What needs to be done.
Go through the listing and copy each line that has the string "Serialize" in it.

-*-

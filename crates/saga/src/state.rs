//! Saga state machine.

use serde::{Deserialize, Serialize};

/// The state of a booking saga run.
///
/// State transitions:
/// ```text
/// NotStarted ──► Running ──┬──► Completed
///                          ├──► Degraded
///                          ├──► Failed                    (nothing to undo)
///                          └──► Compensating ──► Failed
/// ```
#[derive(Debug, Clone, Copy, PartialEq, Eq, Hash, Serialize, Deserialize, Default)]
pub enum SagaState {
    /// Saga has not started yet.
    #[default]
    NotStarted,

    /// Saga steps are being executed.
    Running,

    /// Booking creation failed after the hold; the hold is being released.
    Compensating,

    /// Booking created and registered (terminal state).
    Completed,

    /// The backend probably created the booking but it could not be
    /// confirmed (terminal state).
    Degraded,

    /// No booking exists (terminal state).
    Failed,
}

impl SagaState {
    /// Returns true if the saga can begin running.
    pub fn can_run(&self) -> bool {
        matches!(self, SagaState::NotStarted)
    }

    /// Returns true if the saga can begin compensation.
    pub fn can_compensate(&self) -> bool {
        matches!(self, SagaState::Running)
    }

    /// Returns true if this is a terminal state.
    pub fn is_terminal(&self) -> bool {
        matches!(
            self,
            SagaState::Completed | SagaState::Degraded | SagaState::Failed
        )
    }

    /// Returns the state name as a string.
    pub fn as_str(&self) -> &'static str {
        match self {
            SagaState::NotStarted => "NotStarted",
            SagaState::Running => "Running",
            SagaState::Compensating => "Compensating",
            SagaState::Completed => "Completed",
            SagaState::Degraded => "Degraded",
            SagaState::Failed => "Failed",
        }
    }
}

impl std::fmt::Display for SagaState {
    fn fmt(&self, f: &mut std::fmt::Formatter<'_>) -> std::fmt::Result {
        write!(f, "{}", self.as_str())
    }
}
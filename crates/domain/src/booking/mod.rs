//! Booking aggregate and its lifecycle.

mod aggregate;
mod commands;
mod events;
mod gateway;
mod service;
mod status;
mod transition;
mod value_objects;

pub use aggregate::{Booking, PromotionApplication};
pub use commands::{RecordPromotion, RegisterBooking, RetractPromotion};
pub use events::{
    BookingEvent, BookingRegisteredData, PromotionAppliedData, PromotionRetractedData,
    StatusChangedData,
};
pub use gateway::{BookingStatusGateway, InMemoryBookingStatusGateway, StatusGatewayError};
pub use service::BookingService;
pub use status::{Actor, BookingStatus, UnknownStatus};
pub use transition::{StatusTransitionEngine, TransitionError, TransitionReceipt};
pub use value_objects::{LicensePlate, Money, SlotKey};

use common::BookingId;
use thiserror::Error;

/// Rules a booking command can break.
#[derive(Debug, Error)]
pub enum BookingRecordError {
    /// The booking stream already holds a registration.
    #[error("Booking {0} is already registered")]
    AlreadyRegistered(BookingId),

    /// No booking has been registered in this stream.
    #[error("Booking is not registered")]
    NotRegistered,

    /// The target status is not reachable from the current one.
    #[error("Illegal status transition: {from} -> {to}")]
    IllegalTransition {
        from: BookingStatus,
        to: BookingStatus,
    },

    /// The booking moved on since the caller read it.
    #[error("Booking status is {actual}, expected {expected}")]
    StatusMismatch {
        expected: BookingStatus,
        actual: BookingStatus,
    },

    /// A discount is already live on this booking.
    #[error("Promotion '{code}' is already applied to this booking")]
    PromotionAlreadyApplied { code: String },

    /// The booking is in a state that accepts no new promotion.
    #[error("Cannot apply a promotion to a {status} booking")]
    PromotionClosed { status: BookingStatus },

    /// There is no live promotion to retract.
    #[error("No promotion is applied to this booking")]
    NoPromotion,

    /// Paid bookings keep their discount.
    #[error("Promotion '{code}' cannot be retracted from a paid booking")]
    PromotionLocked { code: String },
}
use thiserror::Error;

use crate::{AggregateId, Version};

/// Errors that can occur when interacting with the event store.
#[derive(Debug, Error)]
pub enum EventStoreError {
    /// The stream moved on since the writer loaded it.
    #[error(
        "Concurrency conflict for aggregate {aggregate_id}: expected version {expected}, found {actual}"
    )]
    ConcurrencyConflict {
        aggregate_id: AggregateId,
        expected: Version,
        actual: Version,
    },

    /// A batch of envelopes was rejected before touching storage.
    #[error("Invalid append: {0}")]
    InvalidAppend(String),

    /// An envelope was built without one of its required fields.
    #[error("Envelope is missing required field '{0}'")]
    MissingField(&'static str),

    /// A serialization/deserialization error occurred.
    #[error("Serialization error: {0}")]
    Serialization(#[from] serde_json::Error),
}

impl EventStoreError {
    /// Returns true if the error is an optimistic concurrency conflict.
    pub fn is_conflict(&self) -> bool {
        matches!(self, EventStoreError::ConcurrencyConflict { .. })
    }
}

/// Result type for event store operations.
pub type Result<T> = std::result::Result<T, EventStoreError>;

-*-

Answer space.
use serde::{Deserialize, Serialize};
#[derive(Debug, Clone, Copy, PartialEq, Eq, Hash, Serialize, Deserialize, Default)]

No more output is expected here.